• [ABOUT THIS TASK]:
Only the lines holding "equals" are wanted; find them in the listing and return each one.

• [RECORDS SHOWN]:
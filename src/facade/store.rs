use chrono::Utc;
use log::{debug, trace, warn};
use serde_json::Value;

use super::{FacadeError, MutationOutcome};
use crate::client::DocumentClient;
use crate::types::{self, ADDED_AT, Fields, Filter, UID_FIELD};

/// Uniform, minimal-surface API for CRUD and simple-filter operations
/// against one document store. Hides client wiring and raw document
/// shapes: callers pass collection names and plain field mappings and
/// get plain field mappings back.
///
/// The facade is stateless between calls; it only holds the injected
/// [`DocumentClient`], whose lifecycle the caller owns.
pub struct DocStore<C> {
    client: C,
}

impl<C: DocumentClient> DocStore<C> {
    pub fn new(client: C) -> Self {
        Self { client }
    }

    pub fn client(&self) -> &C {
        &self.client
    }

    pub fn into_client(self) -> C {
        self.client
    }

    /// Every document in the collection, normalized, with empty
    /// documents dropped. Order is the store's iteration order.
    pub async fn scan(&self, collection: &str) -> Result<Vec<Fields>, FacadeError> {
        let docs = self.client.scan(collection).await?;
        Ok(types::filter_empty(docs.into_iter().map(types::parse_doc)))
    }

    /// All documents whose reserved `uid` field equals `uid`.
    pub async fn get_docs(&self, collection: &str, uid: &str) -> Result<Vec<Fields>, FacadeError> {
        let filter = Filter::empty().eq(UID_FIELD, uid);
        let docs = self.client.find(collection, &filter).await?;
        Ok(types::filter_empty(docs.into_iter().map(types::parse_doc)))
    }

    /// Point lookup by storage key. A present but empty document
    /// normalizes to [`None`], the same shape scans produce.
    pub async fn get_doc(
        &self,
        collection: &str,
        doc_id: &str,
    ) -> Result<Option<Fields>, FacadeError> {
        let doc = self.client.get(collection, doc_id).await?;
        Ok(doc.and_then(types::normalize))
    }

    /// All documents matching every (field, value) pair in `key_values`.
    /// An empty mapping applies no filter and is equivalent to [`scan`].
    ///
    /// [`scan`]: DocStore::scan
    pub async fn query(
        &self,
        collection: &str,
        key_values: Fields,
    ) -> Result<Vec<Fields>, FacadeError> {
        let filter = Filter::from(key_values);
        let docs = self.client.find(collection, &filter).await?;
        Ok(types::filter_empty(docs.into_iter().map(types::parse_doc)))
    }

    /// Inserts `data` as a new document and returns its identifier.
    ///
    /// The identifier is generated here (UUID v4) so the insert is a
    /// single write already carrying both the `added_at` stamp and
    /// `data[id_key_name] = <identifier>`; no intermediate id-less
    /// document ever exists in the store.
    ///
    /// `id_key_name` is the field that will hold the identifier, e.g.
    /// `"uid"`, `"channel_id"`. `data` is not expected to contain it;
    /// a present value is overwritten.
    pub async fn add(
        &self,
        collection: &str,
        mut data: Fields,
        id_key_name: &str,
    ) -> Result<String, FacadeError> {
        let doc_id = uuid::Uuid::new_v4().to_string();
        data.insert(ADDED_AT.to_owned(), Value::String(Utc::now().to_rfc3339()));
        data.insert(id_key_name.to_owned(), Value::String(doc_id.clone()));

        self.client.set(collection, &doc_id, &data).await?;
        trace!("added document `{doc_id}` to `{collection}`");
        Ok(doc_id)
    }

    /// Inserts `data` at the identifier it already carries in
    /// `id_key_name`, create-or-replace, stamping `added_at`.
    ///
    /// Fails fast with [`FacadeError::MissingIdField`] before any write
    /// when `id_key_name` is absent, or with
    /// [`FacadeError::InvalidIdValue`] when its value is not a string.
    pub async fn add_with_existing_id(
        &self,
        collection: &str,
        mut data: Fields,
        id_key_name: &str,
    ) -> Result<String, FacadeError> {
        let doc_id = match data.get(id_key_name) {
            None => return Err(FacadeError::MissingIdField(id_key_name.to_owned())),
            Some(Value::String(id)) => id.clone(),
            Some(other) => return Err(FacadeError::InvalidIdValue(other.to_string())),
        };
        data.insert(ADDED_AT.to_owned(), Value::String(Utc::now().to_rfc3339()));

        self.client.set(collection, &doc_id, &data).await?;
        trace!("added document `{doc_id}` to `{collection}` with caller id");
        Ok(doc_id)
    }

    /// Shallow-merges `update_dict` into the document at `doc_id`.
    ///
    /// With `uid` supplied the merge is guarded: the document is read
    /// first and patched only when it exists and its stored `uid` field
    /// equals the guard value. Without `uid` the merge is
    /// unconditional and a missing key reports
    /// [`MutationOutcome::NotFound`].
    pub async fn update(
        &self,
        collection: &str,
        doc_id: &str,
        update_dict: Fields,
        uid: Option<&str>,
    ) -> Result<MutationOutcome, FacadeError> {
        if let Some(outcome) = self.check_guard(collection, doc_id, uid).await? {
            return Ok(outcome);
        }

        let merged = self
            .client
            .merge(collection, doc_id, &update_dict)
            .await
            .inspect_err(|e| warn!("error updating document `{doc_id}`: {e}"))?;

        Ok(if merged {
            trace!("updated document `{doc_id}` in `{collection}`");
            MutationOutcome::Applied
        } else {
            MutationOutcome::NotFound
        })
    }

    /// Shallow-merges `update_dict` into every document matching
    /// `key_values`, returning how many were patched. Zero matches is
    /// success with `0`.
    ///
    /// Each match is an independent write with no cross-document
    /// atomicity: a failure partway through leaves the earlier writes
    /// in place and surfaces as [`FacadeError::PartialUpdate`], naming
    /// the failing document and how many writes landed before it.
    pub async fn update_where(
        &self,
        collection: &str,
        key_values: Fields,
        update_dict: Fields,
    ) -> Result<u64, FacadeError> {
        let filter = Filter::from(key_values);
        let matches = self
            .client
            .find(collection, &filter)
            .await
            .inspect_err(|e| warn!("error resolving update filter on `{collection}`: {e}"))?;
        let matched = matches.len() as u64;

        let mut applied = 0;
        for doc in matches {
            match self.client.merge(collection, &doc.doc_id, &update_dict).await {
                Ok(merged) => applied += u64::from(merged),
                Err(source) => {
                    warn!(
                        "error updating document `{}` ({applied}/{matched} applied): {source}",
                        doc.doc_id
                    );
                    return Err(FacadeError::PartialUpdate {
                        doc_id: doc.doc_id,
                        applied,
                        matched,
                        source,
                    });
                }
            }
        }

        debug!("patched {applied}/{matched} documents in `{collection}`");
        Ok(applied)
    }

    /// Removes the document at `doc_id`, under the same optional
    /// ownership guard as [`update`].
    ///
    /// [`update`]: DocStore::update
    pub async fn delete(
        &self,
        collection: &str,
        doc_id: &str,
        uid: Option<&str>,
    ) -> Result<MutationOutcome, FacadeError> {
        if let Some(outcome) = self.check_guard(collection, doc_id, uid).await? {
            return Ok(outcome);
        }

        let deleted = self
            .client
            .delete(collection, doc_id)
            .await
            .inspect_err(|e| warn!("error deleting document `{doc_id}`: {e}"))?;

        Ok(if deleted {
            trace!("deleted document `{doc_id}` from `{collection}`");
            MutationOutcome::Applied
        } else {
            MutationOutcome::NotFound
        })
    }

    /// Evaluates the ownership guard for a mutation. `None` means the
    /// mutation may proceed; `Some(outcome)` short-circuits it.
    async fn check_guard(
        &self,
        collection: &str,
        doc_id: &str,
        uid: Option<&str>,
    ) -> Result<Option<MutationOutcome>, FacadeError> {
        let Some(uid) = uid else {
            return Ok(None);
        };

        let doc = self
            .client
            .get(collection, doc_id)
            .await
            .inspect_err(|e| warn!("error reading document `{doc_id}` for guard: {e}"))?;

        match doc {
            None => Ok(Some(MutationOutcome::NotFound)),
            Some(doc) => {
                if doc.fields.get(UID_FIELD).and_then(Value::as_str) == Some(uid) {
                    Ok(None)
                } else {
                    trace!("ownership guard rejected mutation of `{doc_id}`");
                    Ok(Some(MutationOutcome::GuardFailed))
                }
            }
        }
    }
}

...

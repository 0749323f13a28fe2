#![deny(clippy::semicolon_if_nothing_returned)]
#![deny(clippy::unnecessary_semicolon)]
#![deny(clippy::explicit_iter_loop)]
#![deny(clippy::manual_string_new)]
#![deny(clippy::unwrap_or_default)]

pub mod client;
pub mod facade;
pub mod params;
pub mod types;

• [TASK SOLUTION]:
    /// All documents whose reserved `uid` field equals `uid`.
    /// equals the guard value. Without `uid` the merge is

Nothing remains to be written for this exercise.